The pxGrid cloud identity source also uses:
-
The Cisco Platform Exchange Grid (pxGrid), which enables multivendor, cross-platform network system collaboration in things like security monitoring and detection systems, network policy platforms, asset and configuration management, identity, and access management. pxGrid Cloud is the cloud-based interface to Cisco ISE.
More information about pxGrid can be found in resources such as What is PxGrid? on devnet.
-
The Cisco Digital Network Architecture (Cisco DNA) delivers automation, security, predictive monitoring, and a policy-driven approach.
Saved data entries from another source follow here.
//! Canopy Indexer
//!
//! Read-side caches over a registry's forest:
//! - Name index: name -> nodes sharing that name
//! - Id index: id -> node
//! - Attribute indices: (attribute, type) -> ordered key -> nodes, for exact
//!   and range lookups
//!
//! Indices are never invalidated by tree mutation; call
//! [`Indexer::refresh_index`] after changing the tree.

mod attribute;
mod builder;
mod indexer;

pub use builder::IndexerBuilder;
pub use indexer::{Indexer, Predicate};
//! Slash-delimited node paths.

/// Split a path into its id segments. Empty segments (leading, trailing or
/// repeated slashes) are ignored.
pub fn split_path(path: &str) -> Vec<&str> {
    path.split('/').filter(|segment| !segment.is_empty()).collect()
}
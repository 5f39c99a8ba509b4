//! RegistryBuilder for assembling a Registry up front.

use crate::Registry;
use canopy_core::ResourceResult;
use canopy_tree::NodeHandle;

/// A pending registration, applied in declaration order.
#[derive(Debug)]
enum Step {
    Root(NodeHandle),
    Path(String),
    Node(String, NodeHandle),
}

/// Builder for constructing a Registry from declared roots and paths.
#[derive(Debug, Default)]
pub struct RegistryBuilder {
    steps: Vec<Step>,
}

impl RegistryBuilder {
    /// Create a new builder.
    pub fn new() -> Self {
        Self::default()
    }

    /// Add a root node.
    pub fn add_root(&mut self, root: NodeHandle) -> &mut Self {
        self.steps.push(Step::Root(root));
        self
    }

    /// Ensure a path exists, creating bare nodes for missing segments.
    pub fn add_path(&mut self, path: impl Into<String>) -> &mut Self {
        self.steps.push(Step::Path(path.into()));
        self
    }

    /// Attach a node at a path whose final segment is the node's id.
    pub fn add_node(&mut self, path: impl Into<String>, node: NodeHandle) -> &mut Self {
        self.steps.push(Step::Node(path.into(), node));
        self
    }

    /// Build the Registry, applying every declaration in order.
    pub fn build(self) -> ResourceResult<Registry> {
        let mut registry = Registry::new();
        for step in self.steps {
            match step {
                Step::Root(root) => registry.register_root_node(root)?,
                Step::Path(path) => {
                    registry.create_path(&path)?;
                }
                Step::Node(path, node) => registry.register_node_at_path(&path, node)?,
            }
        }
        tracing::debug!(roots = registry.root_count(), "built registry");
        Ok(registry)
    }
}
//! Dotted attribute paths.
//!
//! `"perception.optical.detectionRange"` names the attribute `detectionRange`
//! on the child named `optical` of the child named `perception`. Segments are
//! matched against child display names, first match wins.

use crate::NodeHandle;
use canopy_core::{AttributeType, AttributeValue, ResourceError, ResourceResult};

/// Resolve a dotted attribute path to the owning node and the attribute key.
pub fn resolve_attribute_path<'p>(
    node: &NodeHandle,
    path: &'p str,
) -> ResourceResult<(NodeHandle, &'p str)> {
    let (parents, key) = match path.rsplit_once('.') {
        Some((parents, key)) => (Some(parents), key),
        None => (None, path),
    };
    if key.is_empty() {
        return Err(ResourceError::InvalidArgument(format!(
            "attribute path {path:?} has no attribute name"
        )));
    }

    let mut current = node.clone();
    for segment in parents.into_iter().flat_map(|p| p.split('.')) {
        let next = current.borrow().find_child_by_name(segment);
        current = next.ok_or_else(|| ResourceError::PathNotFound(path.to_string()))?;
    }
    Ok((current, key))
}

/// Overwrite the attribute at a dotted path.
pub fn set_attribute_path(
    node: &NodeHandle,
    path: &str,
    value: AttributeValue,
) -> ResourceResult<()> {
    let (owner, key) = resolve_attribute_path(node, path)?;
    owner.borrow_mut().set_attribute_value(key, value);
    Ok(())
}

/// Read a copy of the attribute at a dotted path.
pub fn get_attribute_path<T: AttributeType>(node: &NodeHandle, path: &str) -> ResourceResult<T> {
    let (owner, key) = resolve_attribute_path(node, path)?;
    let value = owner.borrow().get_attribute(key);
    value
}
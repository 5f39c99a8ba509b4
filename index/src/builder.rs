//! IndexerBuilder for declaring attribute indices up front.

use crate::attribute::{extract_key, KeyExtractor};
use crate::Indexer;
use canopy_core::{AttributeKind, Indexable};
use canopy_registry::Registry;
use std::fmt;

/// Builder for an Indexer whose attribute indices are built eagerly.
pub struct IndexerBuilder<'r> {
    registry: &'r Registry,
    indices: Vec<(String, AttributeKind, KeyExtractor)>,
}

impl<'r> IndexerBuilder<'r> {
    /// Create a new builder over a registry.
    pub fn new(registry: &'r Registry) -> Self {
        Self {
            registry,
            indices: Vec::new(),
        }
    }

    /// Declare an index for attribute `name` stored as `T`.
    pub fn attribute_index<T: Indexable>(&mut self, name: impl Into<String>) -> &mut Self {
        self.indices
            .push((name.into(), AttributeKind::of::<T>(), extract_key::<T>));
        self
    }

    /// Build the Indexer: basic indices first, then each declared index.
    pub fn build(self) -> Indexer<'r> {
        let mut indexer = Indexer::new(self.registry);
        for (name, kind, extract) in self.indices {
            indexer.create_attribute_index_raw(&name, kind, extract);
        }
        indexer
    }
}

impl fmt::Debug for IndexerBuilder<'_> {
    fn fmt(&self, f: &mut fmt::Formatter<'_>) -> fmt::Result {
        let indices: Vec<_> = self
            .indices
            .iter()
            .map(|(name, kind, _)| (name.as_str(), kind.name()))
            .collect();
        f.debug_struct("IndexerBuilder")
            .field("indices", &indices)
            .finish_non_exhaustive()
    }
}
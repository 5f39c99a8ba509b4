//! Tree nodes.
//!
//! A node is a named, identified unit that owns an open-ended set of typed
//! attributes and an ordered set of children. Child ids are unique among the
//! children of one node; names are display labels and may repeat.

use crate::NodeHandle;
use canopy_core::{AttributeKind, AttributeType, AttributeValue, ResourceError, ResourceResult};
use indexmap::IndexMap;
use std::collections::HashMap;

/// A node in the resource tree.
#[derive(Debug)]
pub struct Node {
    /// Display label, not required to be unique.
    name: String,
    /// Identifier, unique among siblings.
    id: String,
    /// Children in insertion order, keyed by id.
    children: IndexMap<String, NodeHandle>,
    /// Attribute values.
    attributes: HashMap<String, AttributeValue>,
}

impl Node {
    /// Create a new node with no attributes and no children.
    pub fn new(name: impl Into<String>, id: impl Into<String>) -> Self {
        Self {
            name: name.into(),
            id: id.into(),
            children: IndexMap::new(),
            attributes: HashMap::new(),
        }
    }

    /// Get the display name.
    pub fn name(&self) -> &str {
        &self.name
    }

    /// Get the id.
    pub fn id(&self) -> &str {
        &self.id
    }

    /// Rename the node. The id is unaffected.
    pub fn set_name(&mut self, name: impl Into<String>) {
        self.name = name.into();
    }

    // ==================== Attributes ====================

    /// Insert or overwrite an attribute, recording `T` as its type.
    pub fn set_attribute<T: AttributeType>(&mut self, key: impl Into<String>, value: T) {
        self.attributes.insert(key.into(), AttributeValue::new(value));
    }

    /// Insert or overwrite an already boxed attribute value.
    pub fn set_attribute_value(&mut self, key: impl Into<String>, value: AttributeValue) {
        self.attributes.insert(key.into(), value);
    }

    /// Overwrite an existing attribute whose stored type is exactly `T`.
    pub fn modify_attribute<T: AttributeType>(&mut self, key: &str, value: T) -> ResourceResult<()> {
        let slot = self
            .attributes
            .get_mut(key)
            .ok_or_else(|| ResourceError::AttributeNotFound(key.to_string()))?;
        let actual = slot.kind();
        match slot.downcast_mut::<T>() {
            Some(current) => {
                *current = value;
                Ok(())
            }
            None => Err(type_mismatch::<T>(key, actual)),
        }
    }

    /// Read a copy of an attribute stored as `T`.
    pub fn get_attribute<T: AttributeType>(&self, key: &str) -> ResourceResult<T> {
        let value = self
            .attributes
            .get(key)
            .ok_or_else(|| ResourceError::AttributeNotFound(key.to_string()))?;
        value
            .downcast_ref::<T>()
            .cloned()
            .ok_or_else(|| type_mismatch::<T>(key, value.kind()))
    }

    /// Get the boxed attribute value.
    pub fn attribute_value(&self, key: &str) -> Option<&AttributeValue> {
        self.attributes.get(key)
    }

    /// Check whether an attribute exists, whatever its type.
    pub fn has_attribute(&self, key: &str) -> bool {
        self.attributes.contains_key(key)
    }

    /// Remove an attribute. Removing a missing attribute is a no-op.
    pub fn remove_attribute(&mut self, key: &str) -> Option<AttributeValue> {
        self.attributes.remove(key)
    }

    /// Attribute names, in no particular order.
    pub fn attribute_keys(&self) -> impl Iterator<Item = &str> + '_ {
        self.attributes.keys().map(String::as_str)
    }

    /// All attributes, in no particular order.
    pub fn attributes(&self) -> impl Iterator<Item = (&str, &AttributeValue)> + '_ {
        self.attributes.iter().map(|(k, v)| (k.as_str(), v))
    }

    /// The recorded type of an attribute.
    pub fn attribute_type(&self, key: &str) -> ResourceResult<AttributeKind> {
        self.attributes
            .get(key)
            .map(AttributeValue::kind)
            .ok_or_else(|| ResourceError::AttributeNotFound(key.to_string()))
    }

    /// Get the number of attributes.
    pub fn attribute_count(&self) -> usize {
        self.attributes.len()
    }

    // ==================== Children ====================

    /// Append a child.
    ///
    /// Fails with `DuplicateId` if a child with the same id exists, and with
    /// `InvalidArgument` if the child is mutably borrowed (which is the case
    /// when a node is added to itself through its own handle). On failure the
    /// node is left unchanged. No cycle check happens here; callers outside
    /// this crate attach through [`NodeHandle::add_child`].
    pub(crate) fn add_child(&mut self, child: NodeHandle) -> ResourceResult<()> {
        let id = match child.try_borrow() {
            Ok(node) => node.id.clone(),
            Err(_) => {
                return Err(ResourceError::InvalidArgument(format!(
                    "child of {} is borrowed mutably and cannot be attached",
                    self.id
                )))
            }
        };
        if self.children.contains_key(&id) {
            return Err(ResourceError::DuplicateId(id));
        }
        self.children.insert(id, child);
        Ok(())
    }

    /// Remove a child by id. Removing a missing child is a no-op.
    pub fn remove_child(&mut self, id: &str) -> Option<NodeHandle> {
        self.children.shift_remove(id)
    }

    /// Get a child by id.
    pub fn get_child(&self, id: &str) -> Option<NodeHandle> {
        self.children.get(id).cloned()
    }

    /// Check whether a child with this id exists.
    pub fn has_child(&self, id: &str) -> bool {
        self.children.contains_key(id)
    }

    /// First child carrying this display name.
    pub fn find_child_by_name(&self, name: &str) -> Option<NodeHandle> {
        self.children
            .values()
            .find(|child| child.borrow().name == name)
            .cloned()
    }

    /// Children in insertion order.
    pub fn children(&self) -> impl DoubleEndedIterator<Item = &NodeHandle> + ExactSizeIterator {
        self.children.values()
    }

    /// Snapshot of the child handles, so the node can be released while
    /// descending.
    pub fn child_handles(&self) -> Vec<NodeHandle> {
        self.children.values().cloned().collect()
    }

    /// Get the number of direct children.
    pub fn child_count(&self) -> usize {
        self.children.len()
    }
}

/// Cloning a node copies its attributes and recursively clones its children,
/// yielding a fully independent subtree.
impl Clone for Node {
    fn clone(&self) -> Self {
        Self {
            name: self.name.clone(),
            id: self.id.clone(),
            children: self
                .children
                .iter()
                .map(|(id, child)| (id.clone(), child.deep_clone()))
                .collect(),
            attributes: self.attributes.clone(),
        }
    }
}

pub(crate) fn type_mismatch<T: AttributeType>(key: &str, actual: AttributeKind) -> ResourceError {
    ResourceError::TypeMismatch {
        key: key.to_string(),
        expected: std::any::type_name::<T>(),
        actual: actual.name(),
    }
}
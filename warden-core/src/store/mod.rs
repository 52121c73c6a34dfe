//! Backend primitives consumed by the coordination components
//!
//! Each component depends on one narrow trait so that etcd, Redis and the
//! in-memory backends can be swapped without touching allocation, locking or
//! registry logic.

pub mod etcd;
pub mod factory;
pub mod memory;
pub mod redis;

use crate::error::Result;
use async_trait::async_trait;
use std::collections::HashMap;
use std::time::Duration;

pub use factory::{CacheHandles, StoreBuilder};

/// A key/value pair read from an [`IdentityStore`], with the revision of its
/// last modification.
#[derive(Debug, Clone, PartialEq, Eq)]
pub struct KvPair {
    pub key: String,
    pub value: Vec<u8>,
    pub revision: i64,
}

/// Precondition for [`IdentityStore::cas_put`].
#[derive(Debug, Clone, Copy, PartialEq, Eq)]
pub enum PutCondition {
    /// The key must not exist.
    Absent,
    /// The key must exist and still be at this modification revision.
    Revision(i64),
}

/// Consensus-backed store holding node identity records
#[async_trait]
pub trait IdentityStore: Send + Sync {
    /// Read a single key
    async fn get(&self, key: &str) -> Result<Option<KvPair>>;

    /// List every key starting with `prefix`
    async fn list(&self, prefix: &str) -> Result<Vec<KvPair>>;

    /// Write `value` only if `condition` holds; returns whether the write happened
    async fn cas_put(&self, key: &str, value: &[u8], condition: PutCondition) -> Result<bool>;
}

/// Cache primitives used by the distributed mutex
#[async_trait]
pub trait LockStore: Send + Sync {
    /// Create `key` with `value` and expiry `ttl` unless it already exists
    async fn set_if_absent_with_expiry(&self, key: &str, value: &str, ttl: Duration)
    -> Result<bool>;

    /// Atomically delete `key` if its value equals `expected`
    async fn compare_and_delete(&self, key: &str, expected: &str) -> Result<bool>;
}

/// Cache primitives used by the service registry
#[async_trait]
pub trait RegistryStore: Send + Sync {
    /// Atomically increment a counter and return the new value
    async fn incr(&self, key: &str) -> Result<i64>;

    async fn hset(&self, key: &str, field: &str, value: &str) -> Result<()>;

    async fn hget(&self, key: &str, field: &str) -> Result<Option<String>>;

    /// Remove a hash field; returns whether it existed
    async fn hdel(&self, key: &str, field: &str) -> Result<bool>;

    async fn hgetall(&self, key: &str) -> Result<HashMap<String, String>>;
}
#[cfg(test)]
mod tests {
    use super::*;
    use crate::store::memory::MemoryCacheStore;
    use async_trait::async_trait;
    use std::net::IpAddr;
    use tokio::time::Instant;

    /// Memory store whose deletes stay in flight for a while after applying
    struct SlowDeleteStore {
        inner: Arc<MemoryCacheStore>,
        delay: Duration,
    }

    #[async_trait]
    impl RegistryStore for SlowDeleteStore {
        async fn incr(&self, key: &str) -> Result<i64> {
            self.inner.incr(key).await
        }

        async fn hset(&self, key: &str, field: &str, value: &str) -> Result<()> {
            self.inner.hset(key, field, value).await
        }

        async fn hget(&self, key: &str, field: &str) -> Result<Option<String>> {
            self.inner.hget(key, field).await
        }

        async fn hdel(&self, key: &str, field: &str) -> Result<bool> {
            let removed = self.inner.hdel(key, field).await?;
            tokio::time::sleep(self.delay).await;
            Ok(removed)
        }

        async fn hgetall(&self, key: &str) -> Result<HashMap<String, String>> {
            self.inner.hgetall(key).await
        }
    }

    /// Wall clock that advances with tokio's (possibly paused) clock
    struct TokioClock {
        origin_unix: i64,
        origin: Instant,
    }

    impl TokioClock {
        fn new(origin_unix: i64) -> Self {
            Self {
                origin_unix,
                origin: Instant::now(),
            }
        }
    }

    impl Clock for TokioClock {
        fn now_unix(&self) -> i64 {
            self.origin_unix + self.origin.elapsed().as_secs() as i64
        }
    }

    const T0: i64 = 1_700_000_000;

    fn registry(store: &Arc<MemoryCacheStore>) -> Arc<ServiceRegistry> {
        let options = RegistryOptions::default().with_clock(Arc::new(TokioClock::new(T0)));
        ServiceRegistry::new(store.clone(), options)
    }

    fn endpoint(server_type: u32, port: u16) -> ServerInfo {
        ServerInfo::new(server_type, IpAddr::from([10, 0, 0, 1]), port)
    }

    async fn stored_at(store: &MemoryCacheStore, field: &str) -> Option<i64> {
        store
            .hget(REGISTRY_KEY, field)
            .await
            .unwrap()
            .map(|value| value.parse().unwrap())
    }

    #[tokio::test(start_paused = true)]
    async fn register_sequences_node_ids_per_type() {
        let store = Arc::new(MemoryCacheStore::new());
        let registry = registry(&store);

        let first = registry.register(endpoint(2, 9000)).await.unwrap();
        let second = registry.register(endpoint(2, 9001)).await.unwrap();
        let other = registry.register(endpoint(3, 9002)).await.unwrap();

        assert_eq!(first.node_id, 101);
        assert_eq!(second.node_id, 102);
        assert_eq!(other.node_id, 101);

        assert_eq!(stored_at(&store, "10.0.0.1:9000:20101").await, Some(T0));
        assert_eq!(registry.tracked().await.len(), 3);

        let mut type_two = registry.get_service(2).await.unwrap();
        type_two.sort_by_key(|info| info.port);
        assert_eq!(type_two, vec![first, second]);
        assert!(registry.get_service(0).await.unwrap().is_empty());
    }

    #[tokio::test]
    async fn listing_skips_foreign_garbage_but_keeps_foreign_entries() {
        let store = Arc::new(MemoryCacheStore::new());
        store.hset(REGISTRY_KEY, "garbage", "1").await.unwrap();
        store
            .hset(REGISTRY_KEY, "10.0.0.9:8000:40005", "12")
            .await
            .unwrap();

        let registry = registry(&store);
        let services = registry.list_services().await.unwrap();
        assert_eq!(services.len(), 1);
        assert_eq!(services[0].server_type, 4);
        assert_eq!(services[0].node_id, 5);
        assert!(registry.tracked().await.is_empty());
    }

    #[tokio::test]
    async fn deregister_only_touches_tracked_entries() {
        let store = Arc::new(MemoryCacheStore::new());
        store
            .hset(REGISTRY_KEY, "10.0.0.1:9000:20101", "12")
            .await
            .unwrap();

        let registry = registry(&store);
        let foreign = ServerInfo {
            node_id: 101,
            ..endpoint(2, 9000)
        };
        assert!(!registry.deregister(&foreign).await.unwrap());
        assert!(stored_at(&store, "10.0.0.1:9000:20101").await.is_some());

        let own = registry.register(endpoint(2, 9500)).await.unwrap();
        assert!(registry.deregister(&own).await.unwrap());
        assert!(stored_at(&store, &own.encode().unwrap()).await.is_none());
        assert!(registry.tracked().await.is_empty());
    }

    #[tokio::test]
    async fn register_propagates_backend_errors() {
        let store = Arc::new(MemoryCacheStore::new());
        let registry = registry(&store);
        store.set_available(false);

        let result = registry.register(endpoint(2, 9000)).await;
        assert!(matches!(result, Err(WardenError::Backend(_))));
        assert!(registry.tracked().await.is_empty());
    }

    #[tokio::test(start_paused = true)]
    async fn refresh_tick_sleeps_until_oldest_is_due() {
        let store = Arc::new(MemoryCacheStore::new());
        let registry = registry(&store);

        assert_eq!(registry.refresh_oldest().await, IDLE_POLL);

        registry.register(endpoint(2, 9000)).await.unwrap();
        tokio::time::advance(Duration::from_secs(20)).await;
        assert_eq!(registry.refresh_oldest().await, Duration::from_secs(40));
    }

    #[tokio::test(start_paused = true)]
    async fn refresh_loop_refreshes_the_most_stale_entry_first() {
        let store = Arc::new(MemoryCacheStore::new());
        let registry = registry(&store);
        let handle = registry.start_refresh().unwrap();

        let a = registry.register(endpoint(2, 9000)).await.unwrap();
        tokio::time::sleep(Duration::from_secs(30)).await;
        let b = registry.register(endpoint(2, 9001)).await.unwrap();
        let a_field = a.encode().unwrap();
        let b_field = b.encode().unwrap();

        tokio::time::sleep(Duration::from_secs(45)).await;
        assert_eq!(stored_at(&store, &a_field).await, Some(T0 + 60));
        assert_eq!(stored_at(&store, &b_field).await, Some(T0 + 30));

        tokio::time::sleep(Duration::from_secs(20)).await;
        assert_eq!(stored_at(&store, &b_field).await, Some(T0 + 90));

        let now = registry.options().clock.now_unix();
        for entry in registry.list_entries().await.unwrap() {
            assert!(!entry.is_stale(now, REGISTRY_EXPIRE));
        }

        handle.stop().await;
    }

    #[tokio::test(start_paused = true)]
    async fn failed_refresh_is_retried() {
        let store = Arc::new(MemoryCacheStore::new());
        let registry = registry(&store);
        let handle = registry.start_refresh().unwrap();

        let info = registry.register(endpoint(2, 9000)).await.unwrap();
        let field = info.encode().unwrap();

        tokio::time::sleep(Duration::from_secs(59)).await;
        store.set_available(false);
        tokio::time::sleep(Duration::from_secs(3)).await;
        assert_eq!(registry.tracked().await.get(&field), Some(&T0));

        store.set_available(true);
        tokio::time::sleep(Duration::from_secs(2)).await;
        let refreshed = stored_at(&store, &field).await.unwrap();
        assert!(refreshed >= T0 + 62);
        assert_eq!(registry.tracked().await.get(&field), Some(&refreshed));

        handle.stop().await;
    }

    #[tokio::test(start_paused = true)]
    async fn deregister_is_not_undone_by_a_due_refresh() {
        let store = Arc::new(MemoryCacheStore::new());
        let slow = Arc::new(SlowDeleteStore {
            inner: store.clone(),
            delay: Duration::from_secs(2),
        });
        let options = RegistryOptions::default().with_clock(Arc::new(TokioClock::new(T0)));
        let registry = ServiceRegistry::new(slow, options);
        let handle = registry.start_refresh().unwrap();

        let info = registry.register(endpoint(2, 9000)).await.unwrap();
        let field = info.encode().unwrap();

        tokio::time::sleep(Duration::from_millis(59_500)).await;
        assert!(registry.deregister(&info).await.unwrap());

        tokio::time::sleep(Duration::from_secs(5)).await;
        assert!(registry.tracked().await.is_empty());
        assert_eq!(stored_at(&store, &field).await, None);

        handle.stop().await;
    }

    #[tokio::test(start_paused = true)]
    async fn dropped_handle_allows_an_immediate_restart() {
        let store = Arc::new(MemoryCacheStore::new());
        let registry = registry(&store);

        let first = registry.start_refresh().unwrap();
        drop(first);

        let second = registry.start_refresh().unwrap();
        assert!(registry.start_refresh().is_err());

        let info = registry.register(endpoint(2, 9000)).await.unwrap();
        tokio::time::sleep(Duration::from_secs(61)).await;
        assert_eq!(
            stored_at(&store, &info.encode().unwrap()).await,
            Some(T0 + 60)
        );

        second.stop().await;
    }

    #[tokio::test(start_paused = true)]
    async fn stop_ends_the_loop_and_releases_the_map() {
        let store = Arc::new(MemoryCacheStore::new());
        let registry = registry(&store);
        let handle = registry.start_refresh().unwrap();
        assert!(registry.start_refresh().is_err());

        let info = registry.register(endpoint(2, 9000)).await.unwrap();
        handle.stop().await;

        drop(registry.tracked.write().await);

        tokio::time::sleep(Duration::from_secs(120)).await;
        assert_eq!(stored_at(&store, &info.encode().unwrap()).await, Some(T0));

        let restarted = registry.start_refresh().unwrap();
        assert!(!restarted.is_finished());
        restarted.stop().await;
    }
}
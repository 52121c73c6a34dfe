use super::etcd::EtcdIdentityStore;
use super::memory::{MemoryCacheStore, MemoryIdentityStore};
use super::redis::RedisStore;
use super::{IdentityStore, LockStore, RegistryStore};
use crate::{Result, WardenError};
use std::sync::Arc;

/// The two views of one cache backend connection
#[derive(Clone)]
pub struct CacheHandles {
    pub locks: Arc<dyn LockStore>,
    pub registry: Arc<dyn RegistryStore>,
}

#[derive(Debug, Clone, Default)]
pub struct StoreBuilder {
    identity_backend: Option<String>,
    cache_backend: Option<String>,
    etcd_endpoints: Option<Vec<String>>,
    redis_url: Option<String>,
}

impl StoreBuilder {
    pub fn new() -> Self {
        Self::default()
    }

    pub fn identity_backend(mut self, backend: impl Into<String>) -> Self {
        self.identity_backend = Some(backend.into());
        self
    }

    pub fn cache_backend(mut self, backend: impl Into<String>) -> Self {
        self.cache_backend = Some(backend.into());
        self
    }

    pub fn etcd_endpoints(mut self, endpoints: Vec<String>) -> Self {
        self.etcd_endpoints = Some(endpoints);
        self
    }

    pub fn redis_url(mut self, url: impl Into<String>) -> Self {
        self.redis_url = Some(url.into());
        self
    }

    fn resolve_backend(value: Option<&str>, role: &str) -> Result<String> {
        let backend = value.unwrap_or_default().trim().to_ascii_lowercase();

        if backend.is_empty() {
            return Err(WardenError::Config(format!(
                "{} backend cannot be empty",
                role
            )));
        }

        Ok(backend)
    }

    pub async fn build_identity_store(&self) -> Result<Arc<dyn IdentityStore>> {
        let backend = Self::resolve_backend(self.identity_backend.as_deref(), "identity")?;

        match backend.as_str() {
            "etcd" => {
                let endpoints: Vec<String> = self
                    .etcd_endpoints
                    .clone()
                    .ok_or_else(|| {
                        WardenError::Config(
                            "etcd endpoints are required for etcd backend".to_string(),
                        )
                    })?
                    .into_iter()
                    .map(|endpoint| endpoint.trim().to_string())
                    .filter(|endpoint| !endpoint.is_empty())
                    .collect();

                if endpoints.is_empty() {
                    return Err(WardenError::Config(
                        "etcd endpoints cannot be empty for etcd backend".to_string(),
                    ));
                }

                let store = EtcdIdentityStore::connect(&endpoints).await?;
                Ok(Arc::new(store))
            }
            "memory" => Ok(Arc::new(MemoryIdentityStore::new())),
            other => Err(WardenError::Config(format!(
                "unsupported identity backend: {}",
                other
            ))),
        }
    }

    pub async fn build_cache_store(&self) -> Result<CacheHandles> {
        let backend = Self::resolve_backend(self.cache_backend.as_deref(), "cache")?;

        match backend.as_str() {
            "redis" => {
                let url = self.redis_url.as_deref().unwrap_or_default().trim();
                if url.is_empty() {
                    return Err(WardenError::Config(
                        "redis url is required for redis backend".to_string(),
                    ));
                }

                let store = Arc::new(RedisStore::connect(url).await?);
                Ok(CacheHandles {
                    locks: store.clone(),
                    registry: store,
                })
            }
            "memory" => {
                let store = Arc::new(MemoryCacheStore::new());
                Ok(CacheHandles {
                    locks: store.clone(),
                    registry: store,
                })
            }
            other => Err(WardenError::Config(format!(
                "unsupported cache backend: {}",
                other
            ))),
        }
    }
}

#[cfg(test)]
mod tests {
    use super::*;

    #[tokio::test]
    async fn missing_backend_is_a_config_error() {
        let err = StoreBuilder::new().build_identity_store().await.err();
        assert!(matches!(err, Some(WardenError::Config(_))));
    }

    #[tokio::test]
    async fn etcd_backend_requires_endpoints() {
        let err = StoreBuilder::new()
            .identity_backend("etcd")
            .etcd_endpoints(vec!["  ".to_string()])
            .build_identity_store()
            .await
            .err();
        assert!(matches!(err, Some(WardenError::Config(message)) if message.contains("cannot be empty")));
    }

    #[tokio::test]
    async fn redis_backend_requires_url() {
        let err = StoreBuilder::new()
            .cache_backend("Redis")
            .build_cache_store()
            .await
            .err();
        assert!(matches!(err, Some(WardenError::Config(message)) if message.contains("redis url")));
    }

    #[tokio::test]
    async fn memory_backends_share_one_cache() {
        let handles = StoreBuilder::new()
            .cache_backend("memory")
            .build_cache_store()
            .await
            .unwrap();

        assert_eq!(handles.registry.incr("n").await.unwrap(), 1);
        assert_eq!(handles.registry.incr("n").await.unwrap(), 2);

        let unknown = StoreBuilder::new()
            .cache_backend("memcached")
            .build_cache_store()
            .await
            .err();
        assert!(matches!(unknown, Some(WardenError::Config(_))));
    }
}
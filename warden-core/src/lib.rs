//! Warden Core - node identity, distributed locking and service discovery
//! for fleets of game and backend service processes

pub mod clock;
pub mod error;
pub mod identity;
pub mod lock;
pub mod registry;
pub mod snowflake;
pub mod store;

pub use clock::{Clock, SystemClock};
pub use error::{Result, WardenError};
pub use identity::{
    FreeIdSet, IdentityDescriptor, NODE_ID_RETRY_COUNT, NodeClaim, NodeIdentityAllocator,
    node_key,
};
pub use lock::{DEFAULT_LOCK_PREFIX, DistributedMutex, LOCK_EXPIRE, LockFactory, LockKeyspace};
pub use registry::{
    REGISTRY_EXPIRE, REGISTRY_KEY, RefreshHandle, RegistryEntry, RegistryOptions, ServerInfo,
    ServiceRegistry,
};
pub use snowflake::{SnowflakeGenerator, SnowflakeParts};
pub use store::etcd::EtcdIdentityStore;
pub use store::memory::{MemoryCacheStore, MemoryIdentityStore};
pub use store::redis::RedisStore;
pub use store::{
    CacheHandles, IdentityStore, KvPair, LockStore, PutCondition, RegistryStore, StoreBuilder,
};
It provides end-to-end network visibility and uses network insights to optimize network performance and deliver the best user and application experience.
To use the pxGrid cloud identity source with the Cisco Security Cloud Control, you must Create a Cisco Account.
-
What is pxGrid? on devnet
-
Cisco Platform Exchange Grid Cloud on devnet
-
Prerequisites
-
ISE-PIC is not supported
-
Cisco ISE 3.1 patch 3 and all later patches and versions
Limitations of the pxGrid Cloud Identity Source
Before you set up the pxGrid cloud identity source, note the following:
-
pxGrid Cloud supports only the
us-west-2
region.
How the pxGrid Cloud Identity SourceWorks
The following figure shows how the identity source works.
Your Cloud-Delivered Firewall Management Center uses the pxGrid Cloud SDK to programmatically retrieve user information from an on-premises Cisco ISE server so these users can be used in identity policies on the Cloud-Delivered Firewall Management Center.
To authorize and authenticate this data exchange, you must:
-
In Cisco ISE, enable the use of pxGrid Cloud.
-
Register Cisco ISE as a product in pxGrid Cloud, which authenticates Cisco ISE and pxGrid Cloud and enables them to communicate with each other.
The authentication process requires you to paste a one-time password (OTP) from pxGrid Cloud into Cisco ISE.
-
In pxGrid Cloud, create an "app instance" that generates an OTP for you to use in the Cloud-Delivered Firewall Management Center to authenticate the two with each other.
-
After completing all the preceding tasks, the Cloud-Delivered Firewall Management Center (which includes the pxGrid Cloud SDK) can query Cisco ISE using pxGrid Cloud and retrieve sessions containing user information.
-
Many types of dynamic objects can be filtered and sent to the Cloud-Delivered Firewall Management Center as dynamic objects to be used in access control rules. These include: SGT, endpoint profile, posture status, and machine authentication.
We retrieve user information from Cisco ISE and group information from either Microsoft Active Directory or Azure Active Directory.